Schmidt’s guitar concerto is unusual in that for the first two movements the soloist is supposed to play an acoustic guitar from a seated position, the way classical guitarists usually play. Then for the third movement he’s supposed to change to an electric guitar, and play standing up the way most rock guitarists do so he can use foot pedals to distort the sound. That got me to thinking about why there are so few concertos for electric guitar and orchestra. After all, using an electric guitar would solve the problem most composers who write guitar concertos face: allowing the guitar to be heard above the orchestra.

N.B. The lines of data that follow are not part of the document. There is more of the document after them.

//! Class hierarchy construction and queries.
//!
//! Class bodies are stored in the interner and extended while the checker
//! walks the class. Inheritance is single (`extends`). Chain walks are
//! bounded by `MAX_SUPERCLASS_CHAIN` and stop on a repeated class, so an
//! accidental cycle degrades to a truncated chain.

use crate::types::*;
use crate::TypeInterner;
use indexmap::IndexMap;
use scry_common::limits::MAX_SUPERCLASS_CHAIN;
use scry_common::Atom;
use tracing::debug;

/// Builder for a class body being analysed.
///
/// This is a pure type computation; it knows nothing about AST nodes.
pub struct ClassTypeBuilder<'a> {
    interner: &'a TypeInterner,
    class: ClassId,
}

impl<'a> ClassTypeBuilder<'a> {
    /// Declare a new class. A superclass that would close a cycle is dropped.
    pub fn declare(interner: &'a TypeInterner, name: &str, super_class: Option<ClassId>) -> Self {
        let class = interner.declare_class(name, None);
        let builder = ClassTypeBuilder { interner, class };
        if let Some(base) = super_class {
            builder.set_super_class(base);
        }
        builder
    }

    /// Resume building an existing class.
    pub fn resume(interner: &'a TypeInterner, class: ClassId) -> Self {
        ClassTypeBuilder { interner, class }
    }

    pub fn id(&self) -> ClassId {
        self.class
    }

    pub fn class_type(&self) -> TypeId {
        self.interner.class_type(self.class)
    }

    pub fn instance_type(&self) -> TypeId {
        self.interner.instance_type(self.class)
    }

    /// Returns `false` (and leaves the class unchanged) if `base` would
    /// close an inheritance cycle.
    pub fn set_super_class(&self, base: ClassId) -> bool {
        if would_create_inheritance_cycle(self.interner, self.class, base) {
            debug!(class = self.class.0, base = base.0, "rejecting cyclic superclass");
            return false;
        }
        self.interner.set_super_class(self.class, Some(base));
        true
    }

    pub fn add_method(&self, name: &str, method: TypeId) {
        let name = self.interner.intern_string(name);
        self.interner.add_instance_member(self.class, name, method);
    }

    pub fn add_property(&self, name: &str, type_id: TypeId) {
        let name = self.interner.intern_string(name);
        self.interner.add_instance_member(self.class, name, type_id);
    }

    pub fn add_static(&self, name: &str, type_id: TypeId) {
        let name = self.interner.intern_string(name);
        self.interner.add_static_member(self.class, name, type_id);
    }

    /// Add an instance property only if neither this class nor an ancestor
    /// declares it yet. Used for `this.x = ...` assignments.
    pub fn add_property_if_absent(&self, name: &str, type_id: TypeId) -> bool {
        let atom = self.interner.intern_string(name);
        if find_instance_member(self.interner, self.class, atom).is_some() {
            return false;
        }
        self.interner.add_instance_member(self.class, atom, type_id);
        true
    }

    /// Record the constructor signature. The stored type returns the
    /// instance type.
    pub fn set_constructor(&self, params: Vec<ParamInfo>) -> TypeId {
        let ctor = self
            .interner
            .function(FunctionShape::new(params, self.instance_type()));
        self.interner.set_constructor_type(self.class, ctor);
        ctor
    }
}

/// The class followed by its ancestors, nearest first.
pub fn superclass_chain(interner: &TypeInterner, class: ClassId) -> Vec<ClassId> {
    let mut chain = vec![class];
    let mut current = interner.super_class(class);
    while let Some(next) = current {
        if chain.contains(&next) || chain.len() >= MAX_SUPERCLASS_CHAIN {
            break;
        }
        chain.push(next);
        current = interner.super_class(next);
    }
    chain
}

/// `derived` is `base` or inherits from it.
pub fn is_derived_from(interner: &TypeInterner, derived: ClassId, base: ClassId) -> bool {
    superclass_chain(interner, derived).contains(&base)
}

/// Would making `base` the superclass of `class` create a cycle?
pub fn would_create_inheritance_cycle(interner: &TypeInterner, class: ClassId, base: ClassId) -> bool {
    is_derived_from(interner, base, class)
}

/// Instance member lookup along the inheritance chain.
pub fn find_instance_member(interner: &TypeInterner, class: ClassId, name: Atom) -> Option<TypeId> {
    superclass_chain(interner, class)
        .into_iter()
        .find_map(|c| interner.own_instance_member(c, name))
}

/// Static member lookup along the inheritance chain.
pub fn find_static_member(interner: &TypeInterner, class: ClassId, name: Atom) -> Option<TypeId> {
    superclass_chain(interner, class)
        .into_iter()
        .find_map(|c| interner.own_static_member(c, name))
}

/// All instance members, own first, then inherited ones not overridden.
pub fn inherited_instance_members(interner: &TypeInterner, class: ClassId) -> Vec<(Atom, TypeId)> {
    merge_chain(interner, class, |def| &def.instance_members)
}

/// All static members, own first, then inherited ones not overridden.
pub fn inherited_static_members(interner: &TypeInterner, class: ClassId) -> Vec<(Atom, TypeId)> {
    merge_chain(interner, class, |def| &def.static_members)
}

fn merge_chain(
    interner: &TypeInterner,
    class: ClassId,
    members: impl Fn(&ClassDef) -> &IndexMap<Atom, TypeId>,
) -> Vec<(Atom, TypeId)> {
    let mut merged: IndexMap<Atom, TypeId> = IndexMap::new();
    for c in superclass_chain(interner, class) {
        let Some(def) = interner.class_def(c) else {
            continue;
        };
        for (&name, &ty) in members(&def) {
            merged.entry(name).or_insert(ty);
        }
    }
    merged.into_iter().collect()
}

#[cfg(test)]
#[path = "../tests/class_hierarchy_tests.rs"]
mod tests;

But I’ve been able to find only three online listings for electric guitar concertos (as opposed to works for rock band and symphony orchestra that are more like concerti grossi), and I was able to hear only one. That was a 1998 piece called Concerto Suite for Electric Guitar and Orchestra in E Minor, written and performed by Swedish-American heavy metal guitarist Yngwie Malmsteen. Oddly Malmsteen’s work (a 12-movement suite based on Baroque dance structures rather than a normal concerto) is stronger in its quieter, more lyrical sections, in which he’s playing either an acoustic guitar or a discreetly amplified electric one. In the sections when Malmsteen plays all-out electric guitar, it sounds like you’re living in an apartment building with really thin walls and trying to listen to a classical symphony while your neighbor is blasting heavy metal.
Jesper Siveboek, who plays the solo guitar part here, talked with Ole Schmidt about reviving the concerto, but Schmidt passed away before that could happen. According to Siveboek, Schmidt “was fully aware that his limited knowledge of the instrument meant that certain passages would need to be rewritten or reworked.” After Schmidt’s death, Siveboek discussed it with Ingolf Olsen, the original soloist, who remembered little about the work or its performance but did say Schmidt was into the idea of “shaking things up a bit with the [foot-pedal] effects.” Siveboek also said that some passages that intimidated him at first became playable once he practiced them enough.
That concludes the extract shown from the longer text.